*DESCRIPTION OF THE TASK*:
Your task is to copy the lines of the data below from the line holding "128-bit service UUIDs." through the line holding "used on air.", inclusive, exactly and with nothing added.

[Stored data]
● ● ●

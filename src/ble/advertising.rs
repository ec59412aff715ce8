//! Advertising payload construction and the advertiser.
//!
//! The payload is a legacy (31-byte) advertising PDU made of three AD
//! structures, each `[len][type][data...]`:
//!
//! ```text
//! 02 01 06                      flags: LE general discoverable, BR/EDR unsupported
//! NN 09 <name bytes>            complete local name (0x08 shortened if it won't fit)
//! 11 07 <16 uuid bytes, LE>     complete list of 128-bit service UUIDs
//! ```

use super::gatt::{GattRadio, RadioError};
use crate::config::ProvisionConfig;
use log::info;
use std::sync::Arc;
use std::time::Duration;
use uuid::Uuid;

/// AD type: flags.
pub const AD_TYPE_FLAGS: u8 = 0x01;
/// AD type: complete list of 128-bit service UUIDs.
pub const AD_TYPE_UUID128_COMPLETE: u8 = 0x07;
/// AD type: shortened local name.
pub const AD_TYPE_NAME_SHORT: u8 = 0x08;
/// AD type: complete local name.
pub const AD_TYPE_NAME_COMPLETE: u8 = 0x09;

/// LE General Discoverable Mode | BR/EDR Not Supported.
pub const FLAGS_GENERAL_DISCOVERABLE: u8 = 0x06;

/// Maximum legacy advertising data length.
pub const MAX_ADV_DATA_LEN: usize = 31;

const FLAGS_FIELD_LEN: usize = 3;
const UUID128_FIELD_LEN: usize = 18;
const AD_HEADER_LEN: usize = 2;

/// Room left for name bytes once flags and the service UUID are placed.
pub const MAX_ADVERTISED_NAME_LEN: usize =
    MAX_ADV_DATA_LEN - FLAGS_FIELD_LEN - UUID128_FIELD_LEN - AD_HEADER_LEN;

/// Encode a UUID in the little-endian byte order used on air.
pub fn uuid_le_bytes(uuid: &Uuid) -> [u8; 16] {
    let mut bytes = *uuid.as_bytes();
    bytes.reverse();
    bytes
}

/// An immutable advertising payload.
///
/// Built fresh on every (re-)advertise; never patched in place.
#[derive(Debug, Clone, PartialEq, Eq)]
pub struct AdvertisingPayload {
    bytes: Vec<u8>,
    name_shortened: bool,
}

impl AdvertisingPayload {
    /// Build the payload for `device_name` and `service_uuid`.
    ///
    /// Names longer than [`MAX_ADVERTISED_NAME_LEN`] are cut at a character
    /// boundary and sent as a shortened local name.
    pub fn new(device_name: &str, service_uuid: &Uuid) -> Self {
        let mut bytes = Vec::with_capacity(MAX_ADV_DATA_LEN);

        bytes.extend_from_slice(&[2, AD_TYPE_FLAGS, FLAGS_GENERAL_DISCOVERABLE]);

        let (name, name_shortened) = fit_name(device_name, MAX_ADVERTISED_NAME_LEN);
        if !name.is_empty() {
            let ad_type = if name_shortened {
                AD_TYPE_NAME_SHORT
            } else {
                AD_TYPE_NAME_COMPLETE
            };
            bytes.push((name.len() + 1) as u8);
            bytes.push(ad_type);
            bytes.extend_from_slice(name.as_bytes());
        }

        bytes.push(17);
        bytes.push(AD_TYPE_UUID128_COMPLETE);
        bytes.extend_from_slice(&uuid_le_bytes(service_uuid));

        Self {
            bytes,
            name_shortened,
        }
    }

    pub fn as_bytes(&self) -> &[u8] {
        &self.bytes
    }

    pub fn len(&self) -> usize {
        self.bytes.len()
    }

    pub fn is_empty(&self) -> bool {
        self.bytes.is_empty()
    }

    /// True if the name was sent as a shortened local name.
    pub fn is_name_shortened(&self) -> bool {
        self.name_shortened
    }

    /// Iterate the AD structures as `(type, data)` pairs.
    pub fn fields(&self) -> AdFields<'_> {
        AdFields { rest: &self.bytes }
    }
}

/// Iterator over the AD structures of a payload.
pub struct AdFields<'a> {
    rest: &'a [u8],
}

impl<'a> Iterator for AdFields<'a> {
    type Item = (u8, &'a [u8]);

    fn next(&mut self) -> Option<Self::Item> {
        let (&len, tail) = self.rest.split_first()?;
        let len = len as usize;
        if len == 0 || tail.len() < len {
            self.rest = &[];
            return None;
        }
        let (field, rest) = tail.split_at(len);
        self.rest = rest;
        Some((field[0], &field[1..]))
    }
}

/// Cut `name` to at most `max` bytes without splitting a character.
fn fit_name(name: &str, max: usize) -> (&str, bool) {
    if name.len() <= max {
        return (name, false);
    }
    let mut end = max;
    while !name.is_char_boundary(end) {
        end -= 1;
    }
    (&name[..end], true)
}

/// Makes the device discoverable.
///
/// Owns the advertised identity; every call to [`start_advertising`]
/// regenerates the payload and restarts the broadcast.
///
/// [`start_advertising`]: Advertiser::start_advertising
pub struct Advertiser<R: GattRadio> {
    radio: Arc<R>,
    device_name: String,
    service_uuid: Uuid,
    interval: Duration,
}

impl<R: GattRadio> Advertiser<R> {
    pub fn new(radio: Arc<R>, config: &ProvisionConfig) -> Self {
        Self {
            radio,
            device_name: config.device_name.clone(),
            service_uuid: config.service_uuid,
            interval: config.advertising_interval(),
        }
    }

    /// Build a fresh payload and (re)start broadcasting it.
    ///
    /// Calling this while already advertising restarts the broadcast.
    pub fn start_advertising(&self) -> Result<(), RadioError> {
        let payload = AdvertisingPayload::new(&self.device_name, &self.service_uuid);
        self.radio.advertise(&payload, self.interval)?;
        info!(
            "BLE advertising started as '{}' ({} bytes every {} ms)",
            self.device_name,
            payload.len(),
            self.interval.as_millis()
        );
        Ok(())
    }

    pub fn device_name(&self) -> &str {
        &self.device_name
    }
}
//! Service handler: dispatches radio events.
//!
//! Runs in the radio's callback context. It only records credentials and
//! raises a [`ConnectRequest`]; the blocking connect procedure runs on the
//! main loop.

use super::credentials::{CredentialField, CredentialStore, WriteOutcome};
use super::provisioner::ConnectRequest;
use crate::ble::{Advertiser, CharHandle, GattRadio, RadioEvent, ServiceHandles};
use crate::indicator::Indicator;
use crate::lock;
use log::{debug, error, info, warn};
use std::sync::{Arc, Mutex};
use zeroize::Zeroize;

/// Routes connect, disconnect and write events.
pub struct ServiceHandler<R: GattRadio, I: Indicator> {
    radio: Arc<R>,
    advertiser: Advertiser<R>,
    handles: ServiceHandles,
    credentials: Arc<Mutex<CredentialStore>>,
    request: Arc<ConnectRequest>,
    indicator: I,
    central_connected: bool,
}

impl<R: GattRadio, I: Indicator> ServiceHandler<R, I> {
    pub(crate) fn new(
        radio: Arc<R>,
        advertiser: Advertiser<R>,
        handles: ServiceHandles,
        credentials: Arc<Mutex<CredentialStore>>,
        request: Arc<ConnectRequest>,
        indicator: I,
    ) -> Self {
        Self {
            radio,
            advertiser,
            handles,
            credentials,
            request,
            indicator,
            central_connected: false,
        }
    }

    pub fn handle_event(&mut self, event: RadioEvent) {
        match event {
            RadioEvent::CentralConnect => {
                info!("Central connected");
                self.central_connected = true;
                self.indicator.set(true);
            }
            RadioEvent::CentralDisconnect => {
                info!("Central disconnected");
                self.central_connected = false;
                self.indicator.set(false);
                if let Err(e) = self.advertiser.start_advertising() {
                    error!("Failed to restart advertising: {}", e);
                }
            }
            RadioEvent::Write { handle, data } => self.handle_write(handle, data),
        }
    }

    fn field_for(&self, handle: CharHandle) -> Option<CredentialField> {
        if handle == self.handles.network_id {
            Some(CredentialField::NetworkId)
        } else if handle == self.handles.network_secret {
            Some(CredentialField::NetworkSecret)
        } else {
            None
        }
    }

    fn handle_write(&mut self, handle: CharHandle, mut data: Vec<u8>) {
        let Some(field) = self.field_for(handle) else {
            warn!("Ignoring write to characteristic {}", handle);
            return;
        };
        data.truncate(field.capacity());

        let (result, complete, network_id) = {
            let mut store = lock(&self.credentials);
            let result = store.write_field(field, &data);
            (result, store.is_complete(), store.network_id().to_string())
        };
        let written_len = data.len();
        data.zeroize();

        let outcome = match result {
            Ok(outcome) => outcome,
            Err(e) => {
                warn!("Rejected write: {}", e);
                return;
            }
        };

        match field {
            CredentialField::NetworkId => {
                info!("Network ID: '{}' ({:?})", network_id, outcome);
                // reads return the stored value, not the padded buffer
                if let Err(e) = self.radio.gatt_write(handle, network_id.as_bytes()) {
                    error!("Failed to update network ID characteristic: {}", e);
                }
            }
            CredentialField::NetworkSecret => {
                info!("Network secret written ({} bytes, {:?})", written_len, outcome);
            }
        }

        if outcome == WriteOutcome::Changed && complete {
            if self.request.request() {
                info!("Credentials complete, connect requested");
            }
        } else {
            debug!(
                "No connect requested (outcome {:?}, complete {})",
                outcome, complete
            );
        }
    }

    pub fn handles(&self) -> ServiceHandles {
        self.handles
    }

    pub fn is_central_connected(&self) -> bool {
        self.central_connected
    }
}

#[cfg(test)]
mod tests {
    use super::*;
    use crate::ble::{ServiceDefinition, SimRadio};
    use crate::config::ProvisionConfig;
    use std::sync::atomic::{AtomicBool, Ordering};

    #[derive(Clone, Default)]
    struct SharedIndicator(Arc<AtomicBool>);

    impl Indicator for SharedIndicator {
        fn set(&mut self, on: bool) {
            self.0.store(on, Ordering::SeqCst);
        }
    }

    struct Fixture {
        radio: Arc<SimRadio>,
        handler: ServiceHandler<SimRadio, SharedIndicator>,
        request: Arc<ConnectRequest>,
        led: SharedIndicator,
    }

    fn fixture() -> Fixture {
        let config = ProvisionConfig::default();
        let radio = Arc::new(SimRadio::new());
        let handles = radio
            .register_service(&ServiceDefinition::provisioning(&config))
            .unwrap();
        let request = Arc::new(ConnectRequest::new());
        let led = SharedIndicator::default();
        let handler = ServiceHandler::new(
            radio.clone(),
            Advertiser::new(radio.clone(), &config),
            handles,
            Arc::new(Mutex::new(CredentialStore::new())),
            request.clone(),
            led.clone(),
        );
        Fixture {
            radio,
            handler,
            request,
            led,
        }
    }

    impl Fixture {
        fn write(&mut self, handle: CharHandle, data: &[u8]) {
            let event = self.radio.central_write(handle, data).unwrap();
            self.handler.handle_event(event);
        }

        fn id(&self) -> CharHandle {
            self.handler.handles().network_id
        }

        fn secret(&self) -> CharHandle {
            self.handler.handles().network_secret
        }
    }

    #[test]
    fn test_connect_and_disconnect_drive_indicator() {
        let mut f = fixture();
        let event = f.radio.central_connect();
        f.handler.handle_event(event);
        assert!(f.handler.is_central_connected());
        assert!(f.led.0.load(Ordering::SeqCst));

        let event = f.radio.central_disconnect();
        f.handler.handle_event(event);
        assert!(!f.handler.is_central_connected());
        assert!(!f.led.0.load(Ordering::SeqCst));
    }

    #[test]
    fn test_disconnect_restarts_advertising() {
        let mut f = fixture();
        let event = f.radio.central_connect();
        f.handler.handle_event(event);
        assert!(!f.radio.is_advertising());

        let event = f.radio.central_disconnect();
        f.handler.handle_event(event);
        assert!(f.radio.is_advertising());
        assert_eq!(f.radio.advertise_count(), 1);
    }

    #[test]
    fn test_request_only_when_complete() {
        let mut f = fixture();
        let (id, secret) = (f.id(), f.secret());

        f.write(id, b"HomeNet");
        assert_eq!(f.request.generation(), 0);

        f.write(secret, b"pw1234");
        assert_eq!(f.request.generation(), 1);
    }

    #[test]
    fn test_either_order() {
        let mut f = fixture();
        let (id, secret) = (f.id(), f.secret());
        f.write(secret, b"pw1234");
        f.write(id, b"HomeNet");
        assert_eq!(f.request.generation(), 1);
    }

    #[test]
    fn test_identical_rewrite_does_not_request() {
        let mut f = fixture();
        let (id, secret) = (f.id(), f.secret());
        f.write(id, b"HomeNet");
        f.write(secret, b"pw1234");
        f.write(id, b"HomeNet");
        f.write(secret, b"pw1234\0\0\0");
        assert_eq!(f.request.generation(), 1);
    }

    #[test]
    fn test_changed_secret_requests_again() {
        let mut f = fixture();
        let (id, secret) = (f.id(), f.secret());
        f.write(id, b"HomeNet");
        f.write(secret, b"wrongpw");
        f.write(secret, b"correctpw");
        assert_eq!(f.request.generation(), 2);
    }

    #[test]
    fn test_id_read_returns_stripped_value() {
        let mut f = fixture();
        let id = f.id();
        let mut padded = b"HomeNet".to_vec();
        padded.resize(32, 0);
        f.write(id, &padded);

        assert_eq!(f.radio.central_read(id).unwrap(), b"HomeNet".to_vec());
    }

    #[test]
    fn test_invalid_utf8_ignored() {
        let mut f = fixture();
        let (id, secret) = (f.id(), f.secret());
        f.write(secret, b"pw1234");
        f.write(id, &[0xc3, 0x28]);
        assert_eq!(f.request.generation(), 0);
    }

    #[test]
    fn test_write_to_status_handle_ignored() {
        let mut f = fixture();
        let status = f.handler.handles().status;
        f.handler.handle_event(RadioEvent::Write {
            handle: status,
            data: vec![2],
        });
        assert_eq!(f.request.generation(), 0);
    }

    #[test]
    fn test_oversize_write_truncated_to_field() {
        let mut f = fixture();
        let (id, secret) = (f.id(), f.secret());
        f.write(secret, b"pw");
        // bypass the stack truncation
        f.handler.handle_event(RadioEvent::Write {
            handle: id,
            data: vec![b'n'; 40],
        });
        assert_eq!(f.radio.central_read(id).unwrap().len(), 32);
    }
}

● ● ●

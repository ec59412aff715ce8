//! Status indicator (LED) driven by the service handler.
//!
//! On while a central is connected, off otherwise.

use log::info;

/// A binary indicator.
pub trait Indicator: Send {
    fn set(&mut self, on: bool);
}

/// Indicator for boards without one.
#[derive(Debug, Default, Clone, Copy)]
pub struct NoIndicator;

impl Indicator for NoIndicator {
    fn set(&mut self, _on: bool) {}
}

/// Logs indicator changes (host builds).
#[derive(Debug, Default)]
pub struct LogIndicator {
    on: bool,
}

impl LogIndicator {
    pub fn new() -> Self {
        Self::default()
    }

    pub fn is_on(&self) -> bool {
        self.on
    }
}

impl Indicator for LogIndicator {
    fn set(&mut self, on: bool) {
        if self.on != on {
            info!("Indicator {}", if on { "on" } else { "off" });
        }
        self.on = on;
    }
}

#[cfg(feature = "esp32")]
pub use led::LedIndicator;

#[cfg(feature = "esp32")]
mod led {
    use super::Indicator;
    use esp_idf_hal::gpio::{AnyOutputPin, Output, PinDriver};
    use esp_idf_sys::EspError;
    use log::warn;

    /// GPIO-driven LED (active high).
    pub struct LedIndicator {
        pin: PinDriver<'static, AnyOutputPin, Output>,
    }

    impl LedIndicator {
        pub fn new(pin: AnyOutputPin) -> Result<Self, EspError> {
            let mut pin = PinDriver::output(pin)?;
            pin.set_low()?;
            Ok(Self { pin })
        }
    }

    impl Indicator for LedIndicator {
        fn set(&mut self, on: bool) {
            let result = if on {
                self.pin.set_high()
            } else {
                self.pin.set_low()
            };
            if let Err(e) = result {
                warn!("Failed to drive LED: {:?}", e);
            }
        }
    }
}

● ● ●

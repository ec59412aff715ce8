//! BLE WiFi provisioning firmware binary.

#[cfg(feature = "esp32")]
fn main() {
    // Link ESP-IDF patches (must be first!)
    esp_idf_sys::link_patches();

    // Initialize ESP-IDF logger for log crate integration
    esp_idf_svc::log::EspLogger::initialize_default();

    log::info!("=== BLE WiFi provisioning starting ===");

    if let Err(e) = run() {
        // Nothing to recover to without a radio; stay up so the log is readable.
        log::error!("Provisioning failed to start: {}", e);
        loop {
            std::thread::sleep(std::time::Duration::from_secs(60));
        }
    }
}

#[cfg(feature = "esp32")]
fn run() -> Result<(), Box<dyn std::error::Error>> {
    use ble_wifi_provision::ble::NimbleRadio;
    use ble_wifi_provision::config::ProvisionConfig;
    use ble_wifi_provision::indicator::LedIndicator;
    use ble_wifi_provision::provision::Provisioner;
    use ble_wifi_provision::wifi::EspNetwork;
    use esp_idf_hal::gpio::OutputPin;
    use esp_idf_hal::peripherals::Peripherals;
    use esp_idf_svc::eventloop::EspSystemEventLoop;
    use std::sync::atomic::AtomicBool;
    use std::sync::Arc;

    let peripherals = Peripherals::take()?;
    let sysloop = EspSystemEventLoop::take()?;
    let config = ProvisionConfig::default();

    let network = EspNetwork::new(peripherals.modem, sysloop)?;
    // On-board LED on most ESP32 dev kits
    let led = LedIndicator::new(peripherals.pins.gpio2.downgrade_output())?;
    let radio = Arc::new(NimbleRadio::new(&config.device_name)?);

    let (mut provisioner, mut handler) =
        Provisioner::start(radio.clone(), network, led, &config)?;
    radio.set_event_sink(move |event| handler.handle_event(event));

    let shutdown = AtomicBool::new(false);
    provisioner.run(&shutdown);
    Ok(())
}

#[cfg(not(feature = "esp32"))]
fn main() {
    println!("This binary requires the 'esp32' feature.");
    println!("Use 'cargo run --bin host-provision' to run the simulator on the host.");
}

● ● ●

*SOLUTION TO THE EXERCISE*:
/// AD type: complete list of 128-bit service UUIDs.
pub const AD_TYPE_UUID128_COMPLETE: u8 = 0x07;
/// AD type: shortened local name.
pub const AD_TYPE_NAME_SHORT: u8 = 0x08;
/// AD type: complete local name.
pub const AD_TYPE_NAME_COMPLETE: u8 = 0x09;

/// LE General Discoverable Mode | BR/EDR Not Supported.
pub const FLAGS_GENERAL_DISCOVERABLE: u8 = 0x06;

/// Maximum legacy advertising data length.
pub const MAX_ADV_DATA_LEN: usize = 31;

const FLAGS_FIELD_LEN: usize = 3;
const UUID128_FIELD_LEN: usize = 18;
const AD_HEADER_LEN: usize = 2;

/// Room left for name bytes once flags and the service UUID are placed.
pub const MAX_ADVERTISED_NAME_LEN: usize =
    MAX_ADV_DATA_LEN - FLAGS_FIELD_LEN - UUID128_FIELD_LEN - AD_HEADER_LEN;

/// Encode a UUID in the little-endian byte order used on air.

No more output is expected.